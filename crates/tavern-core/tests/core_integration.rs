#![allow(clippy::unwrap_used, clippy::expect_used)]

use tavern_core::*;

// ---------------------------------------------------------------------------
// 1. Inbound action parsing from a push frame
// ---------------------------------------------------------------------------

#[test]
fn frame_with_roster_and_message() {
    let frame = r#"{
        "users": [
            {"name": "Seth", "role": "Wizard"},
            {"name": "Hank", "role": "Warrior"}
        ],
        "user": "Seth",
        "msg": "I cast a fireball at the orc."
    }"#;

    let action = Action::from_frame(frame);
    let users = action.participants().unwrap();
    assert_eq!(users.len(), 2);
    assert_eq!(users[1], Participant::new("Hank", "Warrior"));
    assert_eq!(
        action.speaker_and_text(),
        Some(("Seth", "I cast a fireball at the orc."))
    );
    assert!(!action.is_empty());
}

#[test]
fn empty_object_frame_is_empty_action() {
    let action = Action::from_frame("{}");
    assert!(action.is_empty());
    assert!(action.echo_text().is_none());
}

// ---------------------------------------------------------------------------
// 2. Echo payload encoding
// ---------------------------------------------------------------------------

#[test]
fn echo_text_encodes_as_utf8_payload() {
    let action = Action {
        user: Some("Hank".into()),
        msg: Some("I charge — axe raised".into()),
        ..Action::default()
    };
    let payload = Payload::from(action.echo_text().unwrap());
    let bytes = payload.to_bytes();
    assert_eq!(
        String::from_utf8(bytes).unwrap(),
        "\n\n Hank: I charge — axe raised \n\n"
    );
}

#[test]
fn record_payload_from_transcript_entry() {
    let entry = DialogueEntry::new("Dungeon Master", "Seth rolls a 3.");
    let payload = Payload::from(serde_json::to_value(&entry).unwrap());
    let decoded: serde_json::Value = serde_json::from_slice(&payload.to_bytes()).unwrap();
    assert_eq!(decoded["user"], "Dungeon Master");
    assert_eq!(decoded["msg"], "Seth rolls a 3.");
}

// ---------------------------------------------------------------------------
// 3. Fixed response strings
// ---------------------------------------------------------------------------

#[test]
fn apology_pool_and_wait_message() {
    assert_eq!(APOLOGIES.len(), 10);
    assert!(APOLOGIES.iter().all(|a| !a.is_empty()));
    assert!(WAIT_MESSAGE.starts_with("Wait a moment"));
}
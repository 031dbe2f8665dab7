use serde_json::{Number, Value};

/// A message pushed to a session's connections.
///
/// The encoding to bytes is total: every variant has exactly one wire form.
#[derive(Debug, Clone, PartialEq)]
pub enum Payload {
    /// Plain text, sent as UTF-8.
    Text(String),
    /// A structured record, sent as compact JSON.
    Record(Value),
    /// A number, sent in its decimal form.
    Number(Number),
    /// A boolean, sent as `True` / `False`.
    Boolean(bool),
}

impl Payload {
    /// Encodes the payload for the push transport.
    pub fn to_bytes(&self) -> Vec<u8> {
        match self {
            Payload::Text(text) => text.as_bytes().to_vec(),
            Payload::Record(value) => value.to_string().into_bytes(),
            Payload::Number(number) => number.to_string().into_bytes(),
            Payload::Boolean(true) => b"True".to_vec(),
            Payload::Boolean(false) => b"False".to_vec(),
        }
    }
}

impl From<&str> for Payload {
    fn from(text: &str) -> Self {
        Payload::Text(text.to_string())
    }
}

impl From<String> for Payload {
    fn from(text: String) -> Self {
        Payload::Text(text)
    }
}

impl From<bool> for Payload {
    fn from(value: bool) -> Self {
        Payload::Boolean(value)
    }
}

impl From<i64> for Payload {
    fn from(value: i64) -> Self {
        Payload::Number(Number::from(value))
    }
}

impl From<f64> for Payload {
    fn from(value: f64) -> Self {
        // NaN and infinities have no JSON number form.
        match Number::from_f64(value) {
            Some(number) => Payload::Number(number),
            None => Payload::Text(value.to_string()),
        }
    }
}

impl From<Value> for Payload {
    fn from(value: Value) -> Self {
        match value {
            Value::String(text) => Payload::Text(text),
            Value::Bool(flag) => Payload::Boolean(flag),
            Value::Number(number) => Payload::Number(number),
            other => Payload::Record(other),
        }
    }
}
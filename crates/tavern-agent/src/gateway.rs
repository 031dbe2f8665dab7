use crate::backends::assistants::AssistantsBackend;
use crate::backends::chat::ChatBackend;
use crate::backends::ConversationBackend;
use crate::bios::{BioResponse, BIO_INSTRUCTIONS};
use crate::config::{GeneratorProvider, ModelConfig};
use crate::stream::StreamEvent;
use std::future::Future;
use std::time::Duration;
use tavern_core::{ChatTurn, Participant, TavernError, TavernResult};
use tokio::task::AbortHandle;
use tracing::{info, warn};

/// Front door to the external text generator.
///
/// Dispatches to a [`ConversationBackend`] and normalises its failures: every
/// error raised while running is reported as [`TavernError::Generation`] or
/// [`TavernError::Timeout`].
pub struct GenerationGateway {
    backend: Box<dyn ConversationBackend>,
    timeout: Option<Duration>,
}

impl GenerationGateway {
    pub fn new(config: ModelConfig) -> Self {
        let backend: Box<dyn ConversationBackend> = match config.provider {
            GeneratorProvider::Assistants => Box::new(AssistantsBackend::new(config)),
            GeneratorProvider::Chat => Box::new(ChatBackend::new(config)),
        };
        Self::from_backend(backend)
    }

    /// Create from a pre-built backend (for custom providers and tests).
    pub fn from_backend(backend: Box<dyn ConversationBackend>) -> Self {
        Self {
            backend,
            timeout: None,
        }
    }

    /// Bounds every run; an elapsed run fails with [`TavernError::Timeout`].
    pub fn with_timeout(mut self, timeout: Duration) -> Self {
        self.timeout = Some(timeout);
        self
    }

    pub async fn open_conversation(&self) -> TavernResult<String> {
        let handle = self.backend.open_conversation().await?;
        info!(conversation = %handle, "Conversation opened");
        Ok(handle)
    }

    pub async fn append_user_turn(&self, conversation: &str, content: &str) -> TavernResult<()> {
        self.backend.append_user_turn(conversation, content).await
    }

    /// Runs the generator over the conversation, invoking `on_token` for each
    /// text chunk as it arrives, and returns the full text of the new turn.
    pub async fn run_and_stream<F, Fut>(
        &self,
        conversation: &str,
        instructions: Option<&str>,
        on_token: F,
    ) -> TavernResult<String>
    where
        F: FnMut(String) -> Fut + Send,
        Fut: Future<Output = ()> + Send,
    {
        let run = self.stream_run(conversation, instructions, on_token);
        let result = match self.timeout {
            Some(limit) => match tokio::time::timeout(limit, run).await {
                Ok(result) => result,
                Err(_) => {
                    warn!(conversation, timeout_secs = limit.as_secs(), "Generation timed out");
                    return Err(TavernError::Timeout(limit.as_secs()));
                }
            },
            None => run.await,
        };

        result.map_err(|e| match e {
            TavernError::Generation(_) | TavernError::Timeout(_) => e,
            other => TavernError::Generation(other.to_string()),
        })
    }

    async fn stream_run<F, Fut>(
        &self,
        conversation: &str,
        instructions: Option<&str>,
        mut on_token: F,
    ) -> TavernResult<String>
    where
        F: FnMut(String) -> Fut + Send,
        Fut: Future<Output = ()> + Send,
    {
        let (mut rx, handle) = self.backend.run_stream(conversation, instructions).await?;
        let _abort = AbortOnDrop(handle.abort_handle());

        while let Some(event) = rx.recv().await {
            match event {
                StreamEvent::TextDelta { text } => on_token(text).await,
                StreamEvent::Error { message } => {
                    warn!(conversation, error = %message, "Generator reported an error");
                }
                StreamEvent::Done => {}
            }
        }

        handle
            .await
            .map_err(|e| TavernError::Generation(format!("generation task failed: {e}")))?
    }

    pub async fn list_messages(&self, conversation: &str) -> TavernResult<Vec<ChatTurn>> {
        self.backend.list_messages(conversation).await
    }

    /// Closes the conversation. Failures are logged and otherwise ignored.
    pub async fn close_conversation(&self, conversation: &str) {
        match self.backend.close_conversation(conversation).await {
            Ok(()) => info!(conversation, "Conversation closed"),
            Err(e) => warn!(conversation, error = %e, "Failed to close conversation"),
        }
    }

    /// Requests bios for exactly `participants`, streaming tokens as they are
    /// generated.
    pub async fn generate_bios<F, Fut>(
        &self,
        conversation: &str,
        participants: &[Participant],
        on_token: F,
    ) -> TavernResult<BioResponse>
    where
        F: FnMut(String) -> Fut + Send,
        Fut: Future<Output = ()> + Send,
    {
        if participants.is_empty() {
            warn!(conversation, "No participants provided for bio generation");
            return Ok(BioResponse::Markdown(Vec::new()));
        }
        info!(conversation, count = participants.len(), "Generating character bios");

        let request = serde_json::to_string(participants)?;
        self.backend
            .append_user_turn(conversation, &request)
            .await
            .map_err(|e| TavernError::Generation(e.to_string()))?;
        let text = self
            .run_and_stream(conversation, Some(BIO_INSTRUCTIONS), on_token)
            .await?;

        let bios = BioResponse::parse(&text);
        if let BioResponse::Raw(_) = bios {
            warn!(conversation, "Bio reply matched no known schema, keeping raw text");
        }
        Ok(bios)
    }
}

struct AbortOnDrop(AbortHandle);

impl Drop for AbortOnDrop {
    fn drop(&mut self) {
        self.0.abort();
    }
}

> [Problem to work on]: Count every line that holds the word "rolls" in the entries, and state the result alone.

> [Output for this exercise]: 2